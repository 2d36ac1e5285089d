//! Class-to-class dependencies derived from declarations and accesses.

use std::collections::HashSet;
use std::fmt;
use std::hash::{Hash, Hasher};

use super::annotation::CanBeAnnotated;
use super::class::JavaClass;
use super::entity::{Entity, EntityKind, Subject};

/// A direct dependency of one class on another.
///
/// Two dependencies are equal when origin, target and description are equal.
#[derive(Clone)]
pub struct Dependency {
    origin: JavaClass,
    target: JavaClass,
    description: String,
}

impl Dependency {
    /// Class the dependency originates from.
    #[must_use]
    pub fn origin_class(&self) -> JavaClass {
        self.origin.clone()
    }

    /// Class depended upon. Arrays are reported as their component type.
    #[must_use]
    pub fn target_class(&self) -> JavaClass {
        self.target.clone()
    }
}

impl Entity for Dependency {
    fn subject(&self) -> Subject {
        Subject::new(
            EntityKind::Dependency,
            format!("{} -> {}", self.origin.name(), self.target.name()),
        )
    }

    fn description(&self) -> String {
        self.description.clone()
    }
}

impl PartialEq for Dependency {
    fn eq(&self, other: &Self) -> bool {
        self.origin == other.origin
            && self.target == other.target
            && self.description == other.description
    }
}

impl Eq for Dependency {}

impl Hash for Dependency {
    fn hash<H: Hasher>(&self, state: &mut H) {
        self.origin.hash(state);
        self.target.hash(state);
        self.description.hash(state);
    }
}

impl fmt::Debug for Dependency {
    fn fmt(&self, f: &mut fmt::Formatter<'_>) -> fmt::Result {
        write!(f, "Dependency({})", self.description)
    }
}

struct Collector<'a> {
    origin: &'a JavaClass,
    location: String,
    seen: HashSet<Dependency>,
    out: Vec<Dependency>,
}

impl Collector<'_> {
    fn push(&mut self, target: &JavaClass, description: String) {
        let target = target.base_component_type();
        if target.is_primitive() || target == *self.origin {
            return;
        }
        let dependency = Dependency {
            origin: self.origin.clone(),
            target,
            description,
        };
        if self.seen.insert(dependency.clone()) {
            self.out.push(dependency);
        }
    }

    fn annotations(&mut self, subject: &str, annotated: &impl CanBeAnnotated) {
        for annotation in annotated.annotations() {
            let raw = annotation.raw_type();
            let description = format!(
                "{subject} is annotated with <{}> in {}",
                raw.name(),
                self.location
            );
            self.push(&raw, description);
        }
    }
}

/// Dependencies from `class`, in declaration order, each once.
pub(crate) fn from_class(class: &JavaClass) -> Vec<Dependency> {
    let mut c = Collector {
        origin: class,
        location: format!("({}:0)", class.source_file()),
        seen: HashSet::new(),
        out: Vec::new(),
    };
    let subject = class.description();

    if let Some(superclass) = class.superclass() {
        let description = format!(
            "{subject} extends class <{}> in {}",
            superclass.name(),
            c.location
        );
        c.push(&superclass, description);
    }
    let verb = if class.is_interface() { "extends" } else { "implements" };
    for interface in class.interfaces() {
        let description = format!(
            "{subject} {verb} interface <{}> in {}",
            interface.name(),
            c.location
        );
        c.push(&interface, description);
    }
    c.annotations(&subject, class);

    for field in class.fields() {
        let field_subject = field.description();
        let raw = field.raw_type();
        let description = format!(
            "{field_subject} has type <{}> in {}",
            raw.name(),
            c.location
        );
        c.push(&raw, description);
        c.annotations(&field_subject, &field);
    }

    for method in class.code_units() {
        let method_subject = method.description();
        for parameter in method.parameter_types() {
            let description = format!(
                "{method_subject} has parameter of type <{}> in {}",
                parameter.name(),
                c.location
            );
            c.push(&parameter, description);
        }
        if !method.is_constructor() {
            let raw = method.return_type();
            let description = format!(
                "{method_subject} has return type <{}> in {}",
                raw.name(),
                c.location
            );
            c.push(&raw, description);
        }
        c.annotations(&method_subject, &method);
    }

    for access in class.accesses_from_self() {
        c.push(&access.target_owner(), access.description());
    }

    c.out
}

= = = = = = =

== EXERCISE REQUIREMENTS ==
For this exercise, the records above must be returned exactly.

== RESULT FOR THIS TASK ==
repository 2d36ac1e5285089d
//! Class-to-class dependencies derived from declarations and accesses.

use std::collections::HashSet;
use std::fmt;
use std::hash::{Hash, Hasher};

use super::annotation::CanBeAnnotated;
use super::class::JavaClass;
use super::entity::{Entity, EntityKind, Subject};

/// A direct dependency of one class on another.
///
/// Two dependencies are equal when origin, target and description are equal.
#[derive(Clone)]
pub struct Dependency {
    origin: JavaClass,
    target: JavaClass,
    description: String,
}

impl Dependency {
    /// Class the dependency originates from.
    #[must_use]
    pub fn origin_class(&self) -> JavaClass {
        self.origin.clone()
    }

    /// Class depended upon. Arrays are reported as their component type.
    #[must_use]
    pub fn target_class(&self) -> JavaClass {
        self.target.clone()
    }
}

impl Entity for Dependency {
    fn subject(&self) -> Subject {
        Subject::new(
            EntityKind::Dependency,
            format!("{} -> {}", self.origin.name(), self.target.name()),
        )
    }

    fn description(&self) -> String {
        self.description.clone()
    }
}

impl PartialEq for Dependency {
    fn eq(&self, other: &Self) -> bool {
        self.origin == other.origin
            && self.target == other.target
            && self.description == other.description
    }
}

impl Eq for Dependency {}

impl Hash for Dependency {
    fn hash<H: Hasher>(&self, state: &mut H) {
        self.origin.hash(state);
        self.target.hash(state);
        self.description.hash(state);
    }
}

impl fmt::Debug for Dependency {
    fn fmt(&self, f: &mut fmt::Formatter<'_>) -> fmt::Result {
        write!(f, "Dependency({})", self.description)
    }
}

struct Collector<'a> {
    origin: &'a JavaClass,
    location: String,
    seen: HashSet<Dependency>,
    out: Vec<Dependency>,
}

impl Collector<'_> {
    fn push(&mut self, target: &JavaClass, description: String) {
        let target = target.base_component_type();
        if target.is_primitive() || target == *self.origin {
            return;
        }
        let dependency = Dependency {
            origin: self.origin.clone(),
            target,
            description,
        };
        if self.seen.insert(dependency.clone()) {
            self.out.push(dependency);
        }
    }

    fn annotations(&mut self, subject: &str, annotated: &impl CanBeAnnotated) {
        for annotation in annotated.annotations() {
            let raw = annotation.raw_type();
            let description = format!(
                "{subject} is annotated with <{}> in {}",
                raw.name(),
                self.location
            );
            self.push(&raw, description);
        }
    }
}

/// Dependencies from `class`, in declaration order, each once.
pub(crate) fn from_class(class: &JavaClass) -> Vec<Dependency> {
    let mut c = Collector {
        origin: class,
        location: format!("({}:0)", class.source_file()),
        seen: HashSet::new(),
        out: Vec::new(),
    };
    let subject = class.description();

    if let Some(superclass) = class.superclass() {
        let description = format!(
            "{subject} extends class <{}> in {}",
            superclass.name(),
            c.location
        );
        c.push(&superclass, description);
    }
    let verb = if class.is_interface() { "extends" } else { "implements" };
    for interface in class.interfaces() {
        let description = format!(
            "{subject} {verb} interface <{}> in {}",
            interface.name(),
            c.location
        );
        c.push(&interface, description);
    }
    c.annotations(&subject, class);

    for field in class.fields() {
        let field_subject = field.description();
        let raw = field.raw_type();
        let description = format!(
            "{field_subject} has type <{}> in {}",
            raw.name(),
            c.location
        );
        c.push(&raw, description);
        c.annotations(&field_subject, &field);
    }

    for method in class.code_units() {
        let method_subject = method.description();
        for parameter in method.parameter_types() {
            let description = format!(
                "{method_subject} has parameter of type <{}> in {}",
                parameter.name(),
                c.location
            );
            c.push(&parameter, description);
        }
        if !method.is_constructor() {
            let raw = method.return_type();
            let description = format!(
                "{method_subject} has return type <{}> in {}",
                raw.name(),
                c.location
            );
            c.push(&raw, description);
        }
        c.annotations(&method_subject, &method);
    }

    for access in class.accesses_from_self() {
        c.push(&access.target_owner(), access.description());
    }

    c.out
}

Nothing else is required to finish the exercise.